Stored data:
● ● ● ● ● ● ●

//! Graph Nodes
//!
//! This module defines the nodes stored in the dependency graph arena.

use smallvec::SmallVec;

/// Stable index of a node inside a [`DependencyGraph`](super::DependencyGraph).
///
/// Indices are assigned in registration order and never reused, so comparing
/// two indices also compares registration order.
#[derive(Debug, Clone, Copy, PartialEq, Eq, PartialOrd, Ord, Hash)]
pub struct NodeIndex(usize);

impl NodeIndex {
    pub(crate) fn new(index: usize) -> Self {
        Self(index)
    }

    /// Get the raw index value.
    pub fn raw(&self) -> usize {
        self.0
    }
}

/// Edge list type. Most definitions reference only a handful of names.
pub type Edges = SmallVec<[NodeIndex; 4]>;

/// A named node in the dependency graph.
#[derive(Debug, Clone)]
pub struct GraphNode {
    /// The name this node was registered under.
    name: String,

    /// Nodes that this node depends on (parents in the DAG).
    dependencies: Edges,

    /// Nodes that depend on this node (children in the DAG).
    dependents: Edges,
}

impl GraphNode {
    pub(crate) fn new(name: impl Into<String>) -> Self {
        Self {
            name: name.into(),
            dependencies: Edges::new(),
            dependents: Edges::new(),
        }
    }

    pub fn name(&self) -> &str {
        &self.name
    }

    /// Nodes this node reads from, in edge insertion order.
    pub fn dependencies(&self) -> &[NodeIndex] {
        &self.dependencies
    }

    /// Nodes that read from this node, in edge insertion order.
    pub fn dependents(&self) -> &[NodeIndex] {
        &self.dependents
    }

    /// Record a dependency. Returns `false` if it was already present.
    pub(crate) fn add_dependency(&mut self, index: NodeIndex) -> bool {
        if self.dependencies.contains(&index) {
            return false;
        }
        self.dependencies.push(index);
        true
    }

    pub(crate) fn add_dependent(&mut self, index: NodeIndex) {
        if !self.dependents.contains(&index) {
            self.dependents.push(index);
        }
    }
}
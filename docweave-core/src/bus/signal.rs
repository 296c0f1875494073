//! Signal Values and Batches
//!
//! A signal is a named value shared by every peer that declares it. Values
//! travel between peers in [`Batch`]es: ordered sets of changes from a single
//! origin.
//!
//! # Wire Shape
//!
//! Batches serialize to a plain JSON object so they can cross a host
//! boundary unchanged:
//!
//! ```text
//! { "n": { "value": 42, "isData": false } }
//! ```

use std::borrow::Borrow;
use std::fmt;

use indexmap::IndexMap;
use serde::{Deserialize, Serialize};
use serde_json::Value;

/// Identifier of a peer, unique within one render.
#[derive(Debug, Clone, PartialEq, Eq, Hash, PartialOrd, Ord, Serialize, Deserialize)]
#[serde(transparent)]
pub struct PeerId(String);

impl PeerId {
    pub fn new(id: impl Into<String>) -> Self {
        Self(id.into())
    }

    pub fn as_str(&self) -> &str {
        &self.0
    }
}

impl From<&str> for PeerId {
    fn from(id: &str) -> Self {
        Self(id.to_string())
    }
}

impl From<String> for PeerId {
    fn from(id: String) -> Self {
        Self(id)
    }
}

impl From<&PeerId> for PeerId {
    fn from(id: &PeerId) -> Self {
        id.clone()
    }
}

impl Borrow<str> for PeerId {
    fn borrow(&self) -> &str {
        &self.0
    }
}

impl fmt::Display for PeerId {
    fn fmt(&self, f: &mut fmt::Formatter<'_>) -> fmt::Result {
        f.write_str(&self.0)
    }
}

/// Priority of a peer's initial value. Higher wins.
#[derive(Debug, Clone, Copy, PartialEq, Eq, PartialOrd, Ord, Hash, Default, Serialize, Deserialize)]
#[serde(transparent)]
pub struct Priority(pub i32);

impl Priority {
    /// A static default, such as a variable's declared value.
    pub const DEFAULT: Priority = Priority(0);

    /// A value the user set explicitly, such as a widget's bound value.
    pub const EXPLICIT: Priority = Priority(1);
}

/// A signal's value and whether it is a table.
#[derive(Debug, Clone, PartialEq, Serialize, Deserialize)]
#[serde(rename_all = "camelCase")]
pub struct SignalValue {
    pub value: Value,
    pub is_data: bool,
}

impl SignalValue {
    pub fn scalar(value: Value) -> Self {
        Self {
            value,
            is_data: false,
        }
    }

    pub fn data(rows: Vec<Value>) -> Self {
        Self {
            value: Value::Array(rows),
            is_data: true,
        }
    }
}

/// One atomic set of signal changes from a single origin.
#[derive(Debug, Clone, Default, PartialEq, Serialize, Deserialize)]
#[serde(transparent)]
pub struct Batch(IndexMap<String, SignalValue>);

impl Batch {
    pub fn new() -> Self {
        Self::default()
    }

    /// Insert or replace an entry.
    pub fn insert(&mut self, name: impl Into<String>, value: SignalValue) {
        self.0.insert(name.into(), value);
    }

    /// Builder form of [`insert`](Self::insert) for a scalar.
    pub fn with_scalar(mut self, name: impl Into<String>, value: Value) -> Self {
        self.insert(name, SignalValue::scalar(value));
        self
    }

    /// Builder form of [`insert`](Self::insert) for a table.
    pub fn with_data(mut self, name: impl Into<String>, rows: Vec<Value>) -> Self {
        self.insert(name, SignalValue::data(rows));
        self
    }

    pub fn get(&self, name: &str) -> Option<&SignalValue> {
        self.0.get(name)
    }

    pub fn contains(&self, name: &str) -> bool {
        self.0.contains_key(name)
    }

    pub fn len(&self) -> usize {
        self.0.len()
    }

    pub fn is_empty(&self) -> bool {
        self.0.is_empty()
    }

    pub fn iter(&self) -> impl Iterator<Item = (&str, &SignalValue)> {
        self.0.iter().map(|(name, value)| (name.as_str(), value))
    }

    pub fn names(&self) -> impl Iterator<Item = &str> {
        self.0.keys().map(String::as_str)
    }

    /// Remove and return every entry, leaving the batch empty.
    pub fn take(&mut self) -> Batch {
        std::mem::take(self)
    }
}

impl IntoIterator for Batch {
    type Item = (String, SignalValue);
    type IntoIter = indexmap::map::IntoIter<String, SignalValue>;

    fn into_iter(self) -> Self::IntoIter {
        self.0.into_iter()
    }
}

impl FromIterator<(String, SignalValue)> for Batch {
    fn from_iter<I: IntoIterator<Item = (String, SignalValue)>>(iter: I) -> Self {
        Self(iter.into_iter().collect())
    }
}

/// A signal a peer publishes or consumes at start-up.
#[derive(Debug, Clone, PartialEq, Serialize, Deserialize)]
#[serde(rename_all = "camelCase")]
pub struct InitialSignal {
    pub name: String,
    pub value: Value,
    #[serde(default)]
    pub priority: Priority,
    #[serde(default)]
    pub is_data: bool,
}

impl InitialSignal {
    pub fn scalar(name: impl Into<String>, value: Value, priority: Priority) -> Self {
        Self {
            name: name.into(),
            value,
            priority,
            is_data: false,
        }
    }

    pub fn data(name: impl Into<String>, rows: Vec<Value>, priority: Priority) -> Self {
        Self {
            name: name.into(),
            value: Value::Array(rows),
            priority,
            is_data: true,
        }
    }
}

/// A signal a peer shares with at least one other peer.
#[derive(Debug, Clone, PartialEq, Eq, Serialize, Deserialize)]
#[serde(rename_all = "camelCase")]
pub struct SharedSignal {
    pub name: String,
    pub is_data: bool,
}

● ● ● ● ● ● ●

* _ASSIGNED TASK_: What lines above contain the word "Copy"? Return each such line.

* _EXERCISE SOLUTION_:
#[derive(Debug, Clone, Copy, PartialEq, Eq, PartialOrd, Ord, Hash)]
#[derive(Debug, Clone, Copy, PartialEq, Eq, PartialOrd, Ord, Hash, Default, Serialize, Deserialize)]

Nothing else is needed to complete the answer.